Attendance in the Coupeville School District has plunged since the pandemic, and student test scores have slipped with it, prompting district leaders to launch a bold plan to reverse the trend.
“Like districts across Washington state and the nation, we’ve experienced significant attendance challenges since the COVID-19 pandemic,” Coupeville Superintendent Shannon Leatherwood wrote in an email to the News-Times.
She, along with members of the Coupeville School Board, expressed concerns about the low attendance rates at a recent school board meeting. Seeing a need for change, as part of the “Washington State School Improvement Framework,” a comprehensive state accountability system, the district set an “ambitious but achievable goal,” Leatherwood detailed in an email. That goal is to raise district-wide attendance rates by 10% and simultaneously improve scores through evidence-based improvement strategies.
The most current data, from 2023 through 2024, shows that the Coupeville District’s attendance rate falls slightly below the state average. While 69.1% of students attended 90% or more of school days in Coupeville, the state average yields a 3.6% higher attendance rate.
Coupeville Elementary saw 68.5% students attended 90% or more of school days, while 67.4% of middle school students and 65.9% of high school students attended those same numbers of days, Leatherwood said. Comparatively, she offered, the 2020 to 2021 pre-pandemic attendance rates were significantly higher. The elementary school saw an 87.6% rate of attendance, the middle school had 92.3% and the high school had a rate of 93.1%.
“This represents a 20-25 percentage point decline across all schools — a trend mirrored nationally,” she wrote in an email.
Leatherwood noted that her concerns are rooted in research that shows that missing just 10% of school days causes a significant detriment to student achievement, with its effects worsening over time.
This is consistent with the school district’s scores; while it is above the state average for English language arts standardized test scores, it is still not at the level it should be compared to school districts of similar size and demographics, Leatherwood said in a meeting. Similarly, the middle and high school ranks below the state average in some areas of its math scores, she added. While this reflects a nationwide drop in scores, the Coupeville School District’s decrease is significant, she said.
“For our size district and our demographics, this is concerning,” she said. “We’re not considered one of the high poverty schools so we should be consistently above the state average in both ELA and math.”
Board members expressed their continued dissatisfaction with the district’s scores on both standardized tests and the scoring system for the Washington State School Improvement Framework.
The district intends to implement new strategies for success, Leatherwood outlined.
The first of these strategies involves early intervention through multi-tiered systems of support. This is an approach that utilizes family outreach after three absences, identifies patterns early and provides extra support. Another strategy is “barrier removal,” which means working directly with families to understand and address obstacles, such as transportation challenges, health issues and family circumstances.

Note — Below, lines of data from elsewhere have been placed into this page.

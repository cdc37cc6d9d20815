//! Strongly typed identifiers for the records the engine references.
//!
//! Every identifier wraps a `u64`. Keeping them distinct stops a POI id from
//! being passed where a user id is expected.

use std::fmt;

macro_rules! id_type {
    ($(#[$meta:meta])* $name:ident) => {
        $(#[$meta])*
        #[derive(Debug, Clone, Copy, PartialEq, Eq, PartialOrd, Ord, Hash)]
        #[cfg_attr(feature = "serde", derive(serde::Serialize, serde::Deserialize))]
        #[cfg_attr(feature = "serde", serde(transparent))]
        pub struct $name(pub u64);

        impl $name {
            /// Return the raw numeric identifier.
            #[must_use]
            pub const fn get(self) -> u64 {
                self.0
            }
        }

        impl From<u64> for $name {
            fn from(raw: u64) -> Self {
                Self(raw)
            }
        }

        impl fmt::Display for $name {
            fn fmt(&self, f: &mut fmt::Formatter<'_>) -> fmt::Result {
                write!(f, "{}", self.0)
            }
        }
    };
}

id_type!(
    /// Identifier of a [`PointOfInterest`](crate::PointOfInterest).
    PoiId
);
id_type!(
    /// Identifier of a [`User`](crate::User).
    UserId
);
id_type!(
    /// Identifier of a [`Region`](crate::Region), shared by countries and
    /// provinces.
    RegionId
);
id_type!(
    /// Identifier of a POI category.
    CategoryId
);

At the same time, school staff will make learning more accessible, meaningful, engaging and relevant by teaching content that all students can benefit from.
“When students find learning engaging and connected to their lives, attendance improves naturally,” Leatherwood told the News-Times.
The district will focus on targeting intervention quickly by regularly reviewing attendance trends. It will also collaborate with community stakeholders to support families holistically and help families understand the research-backed link between attendance and academic success; both of which are “deeply connected,” Leatherwood said.
The multi-tiered approach is already being successfully utilized in the elementary school, and the district is starting with interventions at the middle and high school as well, Leatherwood said.
By using an integrated approach, the superintendent recognizes that the district can’t improve student’s Washington State School Improvement Framework scores without simultaneously addressing attendance and providing engaging, accessible instruction to maintain it.
Getting emotional after Leatherwood’s presentation of the matter, Board President Morgan White said while she knows it won’t be easy, she is hopeful for the goals that Leatherwood designed for the district’s future. Nancy Conard, the vice president, agreed, noting that in her four years of serving on the board, she has not seen this kind of effort nor assessment.
“We’re gonna get there,” Conard said.
With strong educators, engaged families and a community that supports public education, Leatherwood agreed the plan has the foundations for success. Through these strategies, she said, she is confident the district can recover to its “pre-pandemic attendance levels” and improve its “academic outcomes for all students.”